Exercise prompt
Where in the records does the word "None" occur? Copy each line in which it does.

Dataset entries
== Segment start ==

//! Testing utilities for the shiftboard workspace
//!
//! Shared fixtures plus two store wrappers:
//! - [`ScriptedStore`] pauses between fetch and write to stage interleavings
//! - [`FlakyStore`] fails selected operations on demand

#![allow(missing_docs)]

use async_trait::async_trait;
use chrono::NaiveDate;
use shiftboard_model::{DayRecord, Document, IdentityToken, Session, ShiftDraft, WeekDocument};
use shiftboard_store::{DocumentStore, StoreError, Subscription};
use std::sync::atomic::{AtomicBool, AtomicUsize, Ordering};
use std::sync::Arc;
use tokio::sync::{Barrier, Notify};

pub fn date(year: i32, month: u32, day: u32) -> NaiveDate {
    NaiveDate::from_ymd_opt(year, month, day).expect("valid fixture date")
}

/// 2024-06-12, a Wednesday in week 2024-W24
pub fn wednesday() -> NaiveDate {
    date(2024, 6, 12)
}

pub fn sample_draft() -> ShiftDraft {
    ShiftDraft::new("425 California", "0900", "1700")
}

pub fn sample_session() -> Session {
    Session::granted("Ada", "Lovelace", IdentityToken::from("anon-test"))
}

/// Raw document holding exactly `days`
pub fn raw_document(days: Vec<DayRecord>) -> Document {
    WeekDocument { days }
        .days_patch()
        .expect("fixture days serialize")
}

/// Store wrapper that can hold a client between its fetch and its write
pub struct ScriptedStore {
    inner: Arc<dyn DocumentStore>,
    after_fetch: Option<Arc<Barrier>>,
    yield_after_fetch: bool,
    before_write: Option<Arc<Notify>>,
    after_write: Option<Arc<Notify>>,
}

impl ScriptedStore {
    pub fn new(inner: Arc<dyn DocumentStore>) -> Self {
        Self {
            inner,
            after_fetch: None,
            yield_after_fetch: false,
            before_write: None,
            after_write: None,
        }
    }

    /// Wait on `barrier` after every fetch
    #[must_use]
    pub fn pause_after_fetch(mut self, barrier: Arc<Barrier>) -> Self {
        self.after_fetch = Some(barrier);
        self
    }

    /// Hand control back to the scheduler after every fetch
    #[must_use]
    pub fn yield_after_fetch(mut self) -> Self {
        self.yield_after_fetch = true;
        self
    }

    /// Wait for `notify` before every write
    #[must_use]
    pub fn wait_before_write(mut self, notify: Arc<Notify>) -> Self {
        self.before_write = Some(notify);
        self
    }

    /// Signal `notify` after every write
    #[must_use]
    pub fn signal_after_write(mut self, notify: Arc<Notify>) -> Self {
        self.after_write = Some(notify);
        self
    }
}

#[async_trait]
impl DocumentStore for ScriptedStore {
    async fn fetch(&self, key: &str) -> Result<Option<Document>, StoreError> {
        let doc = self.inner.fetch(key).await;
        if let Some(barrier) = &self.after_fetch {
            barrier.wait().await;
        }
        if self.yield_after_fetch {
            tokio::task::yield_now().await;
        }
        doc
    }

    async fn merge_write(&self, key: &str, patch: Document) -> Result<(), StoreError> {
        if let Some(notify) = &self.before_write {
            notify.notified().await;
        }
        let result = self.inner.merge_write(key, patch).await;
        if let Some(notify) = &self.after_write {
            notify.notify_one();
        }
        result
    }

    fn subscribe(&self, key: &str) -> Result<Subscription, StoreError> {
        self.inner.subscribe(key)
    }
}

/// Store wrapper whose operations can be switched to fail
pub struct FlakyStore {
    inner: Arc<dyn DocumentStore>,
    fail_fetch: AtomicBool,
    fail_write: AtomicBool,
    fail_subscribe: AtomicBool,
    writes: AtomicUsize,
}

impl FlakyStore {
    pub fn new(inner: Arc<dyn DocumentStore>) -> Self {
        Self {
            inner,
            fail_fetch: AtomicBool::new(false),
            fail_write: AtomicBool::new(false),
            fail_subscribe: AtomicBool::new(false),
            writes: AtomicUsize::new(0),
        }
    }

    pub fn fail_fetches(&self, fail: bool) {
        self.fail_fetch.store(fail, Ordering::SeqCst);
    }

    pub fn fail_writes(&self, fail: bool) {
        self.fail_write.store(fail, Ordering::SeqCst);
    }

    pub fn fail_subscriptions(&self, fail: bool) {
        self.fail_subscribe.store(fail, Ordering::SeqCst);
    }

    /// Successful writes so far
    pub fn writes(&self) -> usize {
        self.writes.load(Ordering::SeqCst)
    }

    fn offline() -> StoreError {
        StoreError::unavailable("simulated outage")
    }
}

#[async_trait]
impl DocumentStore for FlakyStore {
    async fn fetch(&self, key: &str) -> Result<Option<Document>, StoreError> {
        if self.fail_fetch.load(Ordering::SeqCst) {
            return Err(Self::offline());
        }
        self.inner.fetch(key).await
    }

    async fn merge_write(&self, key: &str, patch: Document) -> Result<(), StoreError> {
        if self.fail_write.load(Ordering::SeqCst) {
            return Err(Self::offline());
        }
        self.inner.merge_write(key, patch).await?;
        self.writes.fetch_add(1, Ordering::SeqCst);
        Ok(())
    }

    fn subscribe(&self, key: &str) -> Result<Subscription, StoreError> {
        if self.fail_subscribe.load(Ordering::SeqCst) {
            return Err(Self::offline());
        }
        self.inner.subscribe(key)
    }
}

== Segment end ==

Solved exercise
            after_fetch: None,
            before_write: None,
            after_write: None,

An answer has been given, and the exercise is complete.